EXERCISE INSTRUCTIONS:
State, as one number, how many lines in these records hold "aggregations".

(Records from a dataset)
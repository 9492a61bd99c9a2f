// This Source Code Form is subject to the terms of the Mozilla Public
// License, v. 2.0. If a copy of the MPL was not distributed with this
// file, You can obtain one at https://mozilla.org/MPL/2.0/.

//! Spatial hierarchy and relationships
//!
//! Written in dependency order: ownership, units, representation contexts,
//! then project, site, building and storeys with their aggregations.

use crate::error::Result;
use crate::session::{Encoder, StoreyRef};
use ifc_bim_model::{
    compress_guid, new_global_id, AttributeValue as V, BuildingInfo, EntityId, IfcType,
    ProjectInfo, Quantity, QuantitySet, SiteInfo, StoreyInfo,
};

impl Encoder {
    /// Ownership, shared axes and the body representation context
    pub(crate) fn write_context(&mut self) -> Result<()> {
        let person = self.graph.add(
            IfcType::IfcPerson,
            vec![
                V::Null,
                non_empty(&self.options.author),
                V::Null,
                V::Null,
                V::Null,
                V::Null,
                V::Null,
                V::Null,
            ],
        )?;
        let organization = self.graph.add(
            IfcType::IfcOrganization,
            vec![
                V::Null,
                non_empty_or(&self.options.organization, "Unknown"),
                V::Null,
                V::Null,
                V::Null,
            ],
        )?;
        let user = self.graph.add(
            IfcType::IfcPersonAndOrganization,
            vec![person.into(), organization.into(), V::Null],
        )?;
        let application = self.graph.add(
            IfcType::IfcApplication,
            vec![
                organization.into(),
                self.options.application_version.as_str().into(),
                self.options.application_name.as_str().into(),
                self.options.application_name.as_str().into(),
            ],
        )?;
        let created = self.options.creation_time();
        self.shared.owner_history = self.graph.add(
            IfcType::IfcOwnerHistory,
            vec![
                user.into(),
                application.into(),
                V::Null,
                V::enumeration("ADDED"),
                V::Null,
                V::Null,
                V::Null,
                V::Integer(created),
            ],
        )?;

        self.shared.origin = self.cartesian_point(&[0.0, 0.0, 0.0])?;
        self.shared.axis_z = self.direction(0.0, 0.0, 1.0)?;
        self.shared.axis_x = self.direction(1.0, 0.0, 0.0)?;

        let world = self.graph.add(
            IfcType::IfcAxis2Placement3D,
            vec![self.shared.origin.into(), self.shared.axis_z.into(), self.shared.axis_x.into()],
        )?;
        let true_north = self.graph.add(IfcType::IfcDirection, vec![V::floats([0.0, 1.0])])?;
        let model_context = self.graph.add(
            IfcType::IfcGeometricRepresentationContext,
            vec![
                V::Null,
                "Model".into(),
                V::Integer(3),
                V::Float(1.0e-5),
                world.into(),
                true_north.into(),
            ],
        )?;
        self.shared.body_context = self.graph.add(
            IfcType::IfcGeometricRepresentationSubContext,
            vec![
                "Body".into(),
                "Model".into(),
                V::Derived,
                V::Derived,
                V::Derived,
                V::Derived,
                model_context.into(),
                V::Null,
                V::enumeration("MODEL_VIEW"),
                V::Null,
            ],
        )?;
        self.shared.model_context = model_context;
        Ok(())
    }

    fn si_unit(&mut self, unit_type: &str, name: &str) -> Result<EntityId> {
        self.graph.add(
            IfcType::IfcSIUnit,
            vec![V::Derived, V::enumeration(unit_type), V::Null, V::enumeration(name)],
        )
    }

    fn write_units(&mut self) -> Result<EntityId> {
        let units = vec![
            self.si_unit("LENGTHUNIT", "METRE")?,
            self.si_unit("AREAUNIT", "SQUARE_METRE")?,
            self.si_unit("VOLUMEUNIT", "CUBIC_METRE")?,
            self.si_unit("PLANEANGLEUNIT", "RADIAN")?,
        ];
        self.graph.add(IfcType::IfcUnitAssignment, vec![V::refs(units)])
    }

    /// Project, site, building and storeys with their aggregations
    ///
    /// Site and building sit at the world origin; each storey placement is
    /// lifted to its elevation.
    pub(crate) fn write_hierarchy(
        &mut self,
        project: &ProjectInfo,
        site: &SiteInfo,
        building: &BuildingInfo,
        storeys: &[StoreyInfo],
    ) -> Result<()> {
        let owner = self.shared.owner_history;
        let units = self.write_units()?;
        let project_id = self.graph.add(
            IfcType::IfcProject,
            vec![
                compress_guid(&project.id).into(),
                owner.into(),
                project.name.as_str().into(),
                project.description.as_deref().map(V::text).unwrap_or(V::Null),
                V::Null,
                V::Null,
                V::Null,
                V::refs([self.shared.model_context]),
                units.into(),
            ],
        )?;

        let site_placement = self.local_placement(None, 0.0, 0.0, 0.0, 0.0)?;
        let site_id = self.graph.add(
            IfcType::IfcSite,
            vec![
                compress_guid(&site.id).into(),
                owner.into(),
                site.name.as_str().into(),
                V::Null,
                V::Null,
                site_placement.into(),
                V::Null,
                V::Null,
                V::enumeration("ELEMENT"),
                V::Null,
                V::Null,
                V::Null,
                V::Null,
                V::Null,
            ],
        )?;

        let building_placement = self.local_placement(Some(site_placement), 0.0, 0.0, 0.0, 0.0)?;
        let building_id = self.graph.add(
            IfcType::IfcBuilding,
            vec![
                compress_guid(&building.id).into(),
                owner.into(),
                building.name.as_str().into(),
                V::Null,
                V::Null,
                building_placement.into(),
                V::Null,
                V::Null,
                V::enumeration("ELEMENT"),
                V::Null,
                V::Null,
                V::Null,
            ],
        )?;

        let mut storey_ids = Vec::with_capacity(storeys.len());
        for storey in storeys {
            let placement =
                self.local_placement(Some(building_placement), 0.0, 0.0, storey.elevation, 0.0)?;
            let entity = self.graph.add(
                IfcType::IfcBuildingStorey,
                vec![
                    compress_guid(&storey.id).into(),
                    owner.into(),
                    storey.name.as_str().into(),
                    V::Null,
                    V::Null,
                    placement.into(),
                    V::Null,
                    V::Null,
                    V::enumeration("ELEMENT"),
                    storey.elevation.into(),
                ],
            )?;
            self.storeys.insert(storey.id, StoreyRef { entity, placement });

            let height = if storey.height.is_finite() && storey.height > 0.0 {
                storey.height
            } else {
                self.options.default_storey_height
            };
            let mut quantities = QuantitySet::new("BaseQuantities");
            quantities.push(Quantity::length("GrossHeight", height));
            self.write_quantity_set(entity, &quantities)?;

            self.first_storey.get_or_insert(storey.id);
            storey_ids.push(entity);
        }

        self.aggregate(project_id, &[site_id])?;
        self.aggregate(site_id, &[building_id])?;
        if !storey_ids.is_empty() {
            self.aggregate(building_id, &storey_ids)?;
        }
        Ok(())
    }

    fn aggregate(&mut self, relating: EntityId, related: &[EntityId]) -> Result<EntityId> {
        self.graph.add(
            IfcType::IfcRelAggregates,
            vec![
                new_global_id().into(),
                self.shared.owner_history.into(),
                V::Null,
                V::Null,
                relating.into(),
                V::refs(related.iter().copied()),
            ],
        )
    }

    /// Place `element` in its storey
    pub(crate) fn write_containment(
        &mut self,
        element: EntityId,
        storey: uuid::Uuid,
    ) -> Result<()> {
        let Some(structure) = self.storey(storey) else {
            return Ok(());
        };
        self.graph.add(
            IfcType::IfcRelContainedInSpatialStructure,
            vec![
                new_global_id().into(),
                self.shared.owner_history.into(),
                V::Null,
                V::Null,
                V::refs([element]),
                structure.entity.into(),
            ],
        )?;
        Ok(())
    }

    /// `opening` cuts `wall`
    pub(crate) fn write_void(&mut self, wall: EntityId, opening: EntityId) -> Result<EntityId> {
        self.graph.add(
            IfcType::IfcRelVoidsElement,
            vec![
                new_global_id().into(),
                self.shared.owner_history.into(),
                V::Null,
                V::Null,
                wall.into(),
                opening.into(),
            ],
        )
    }

    /// `element` fills `opening`
    pub(crate) fn write_fill(&mut self, opening: EntityId, element: EntityId) -> Result<EntityId> {
        self.graph.add(
            IfcType::IfcRelFillsElement,
            vec![
                new_global_id().into(),
                self.shared.owner_history.into(),
                V::Null,
                V::Null,
                opening.into(),
                element.into(),
            ],
        )
    }
}

fn non_empty(s: &str) -> V {
    if s.trim().is_empty() {
        V::Null
    } else {
        V::text(s)
    }
}

fn non_empty_or(s: &str, fallback: &str) -> V {
    if s.trim().is_empty() {
        V::text(fallback)
    } else {
        V::text(s)
    }
}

SOLUTION FOR THIS TASK:
2